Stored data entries
- - -

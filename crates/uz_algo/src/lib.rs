// crates/uz_algo/src/lib.rs
#![forbid(unsafe_code)]

//! Pure algorithms behind a policy pass. Nothing here performs I/O or logs;
//! the pipeline owns orchestration and reporting.

pub use uz_core::{
    ids::{ParcelId, PolicyName},
    parcel::{OwnerType, Parcel},
    policy::{DensityTier, EvaluationConfig, Policy, Ring},
};

// ----------------------------- Zoning & units ---------------------------------------

pub mod zoning;
pub mod units;

pub use zoning::{max_current_stories, ZoningResolver, ZONE_RULES};
pub use units::{potential_units, units_per_acre, UNITS_PER_ACRE};

// ----------------------------- Rings & screens --------------------------------------

pub mod rings;
pub mod eligibility;

pub use rings::{contextual_zone_label, RingMatch, RingSet, CONTEXT_PLACEHOLDER};
pub use eligibility::{screen, Exclusion};

// ----------------------------- Classification ---------------------------------------

pub mod classify;

pub use classify::{classify_owner_type, classify_property_type, PropertyKind};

- - -

**TO DO:**
Copy each line of the records that has "crates" in it.

**TASK RESPONSE:**
filename crates/uz_algo/src/lib.rs
// crates/uz_algo/src/lib.rs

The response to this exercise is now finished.